Put simply, hearing loss has some social and cultural associations that aren’t always fundamentally true or helpful. Loss of vigor and aging are oftentimes associated with hearing loss. People are often worried that they might lose social standing if others discover they have hearing loss. They feel they might look old and come off as less “cool”.
You may be tempted to consider this stigma as somewhat of an amorphous problem, separated from reality. But for individuals who are attempting to deal with hearing loss there are some very real repercussions. Including these examples:
- Setbacks in your career (possibly you didn’t hear an important sentence in a company meeting).
- Avoiding hearing loss management (causing unnecessary struggling and poor outcomes).
- Setbacks in your relationships (Your not just tuning people ot, you just can’t hear them very well).
- Job hunting problems (it’s unfortunate, but some people may be prejudiced against hearing loss even if it’s not entirely legal).
This list could go on for some time, but you most likely get the idea.
Fortunately, changes are taking place, and it really does seem as if the stigma over hearing loss is on its way out.
The Reasons For The Decrease of Hearing Loss Stigma
This decrease in hearing loss stigma is occurring for a number of reasons. Population demographics are changing and so is our perception of technology.
Hearing Loss is More Common in Younger People
Younger adults are suffering from hearing loss more often and that could certainly be the leading reason for the decline in the stigma associated with it.
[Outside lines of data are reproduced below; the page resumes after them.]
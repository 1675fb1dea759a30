//! Configuration for the `stockboard` binary (`stockboard.toml`).
//!
//! Every field has a default, so an absent file and an empty file both
//! yield a working configuration. CLI flags override whatever the file
//! says.

use std::{num::NonZeroUsize, path::Path};

use anyhow::Context;
use market_data::{Interval, Period};
use serde::Deserialize;

/// Top-level configuration, normally read from `stockboard.toml`.
#[derive(Debug, Clone, Default, PartialEq, Deserialize)]
#[serde(deny_unknown_fields)]
pub struct AppConfig {
    #[serde(default)]
    pub defaults: Defaults,

    #[serde(default)]
    pub volatility: Volatility,
}

/// Initial selection used when the CLI does not override it.
#[derive(Debug, Clone, PartialEq, Deserialize)]
#[serde(deny_unknown_fields)]
pub struct Defaults {
    #[serde(default = "default_symbol")]
    pub symbol: String,

    #[serde(default = "default_interval")]
    pub interval: Interval,

    #[serde(default = "default_period")]
    pub period: Period,

    #[serde(default = "default_symbol")]
    pub benchmark: String,
}

/// Parameters for the rolling-volatility estimate.
#[derive(Debug, Clone, PartialEq, Deserialize)]
#[serde(deny_unknown_fields)]
pub struct Volatility {
    #[serde(default = "default_window")]
    pub window: NonZeroUsize,

    #[serde(default = "default_trading_periods")]
    pub trading_periods: u32,
}

fn default_symbol() -> String {
    "SPY".to_string()
}

fn default_interval() -> Interval {
    Interval::Day
}

fn default_period() -> Period {
    Period::YearToDate
}

fn default_window() -> NonZeroUsize {
    NonZeroUsize::new(30).unwrap()
}

fn default_trading_periods() -> u32 {
    252
}

impl Default for Defaults {
    fn default() -> Self {
        Self {
            symbol: default_symbol(),
            interval: default_interval(),
            period: default_period(),
            benchmark: default_symbol(),
        }
    }
}

impl Default for Volatility {
    fn default() -> Self {
        Self {
            window: default_window(),
            trading_periods: default_trading_periods(),
        }
    }
}

impl AppConfig {
    /// Loads configuration from `path` when given, otherwise from
    /// `stockboard.toml` in the working directory when present, otherwise
    /// returns the built-in defaults.
    ///
    /// An explicitly named file that is missing or malformed is an error;
    /// an absent implicit file is not.
    pub fn load(path: Option<&Path>) -> anyhow::Result<Self> {
        match path {
            Some(path) => Self::from_file(path),
            None => {
                let implicit = Path::new("stockboard.toml");
                if implicit.exists() {
                    Self::from_file(implicit)
                } else {
                    Ok(Self::default())
                }
            }
        }
    }

    fn from_file(path: &Path) -> anyhow::Result<Self> {
        let raw = std::fs::read_to_string(path)
            .with_context(|| format!("failed to read config file {}", path.display()))?;
        toml::from_str(&raw)
            .with_context(|| format!("failed to parse config file {}", path.display()))
    }
}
Most statistical studies put the number of individuals who dealing with hearing loss in the U.S. about 34 million, which translates into 1 in 10 people. In all probability, loud noises from a number of modern sources are the leading reason why this loss of hearing is more prevalent than it’s ever been.
As loss of hearing becomes more widespread, it becomes easier to break down the stigmas and misinformation surrounding hearing conditions.
We’ve Become More Familiar With Technology
Maybe you were worried that your first set of hearing aids would cause you to look old so you resisted wearing them. But now hearing aids nearly blend in completely. No one really even is aware of them. In many cases, newer hearing aids are small and subtle.
But in many cases hearing aids go undetected because today, everyones ears seem to have something in them. Technology itself is simply so pervasive (and individual) that no one even pays attention when you’ve got a little piece of practical technology yourself.
A Change in Thinking Long Overdue
There are other reasons why loss of hearing has an improved image these days. Much more is commonly understood about loss of hearing and there are even celebrities that have told the public about their own hearing loss scenarios.
The more we see hearing loss in the world, the less stigma there will be. Now, of course, we want to prevent loss of hearing in every way that’s possible. The ideal would be to change the trends in youth hearing loss while combating against hearing loss stigma.
But at least as the stigma fades, more people will feel comfortable making an appointment with their professionals and having frequent screenings. This can help enhance overall hearing health and keep people hearing better longer.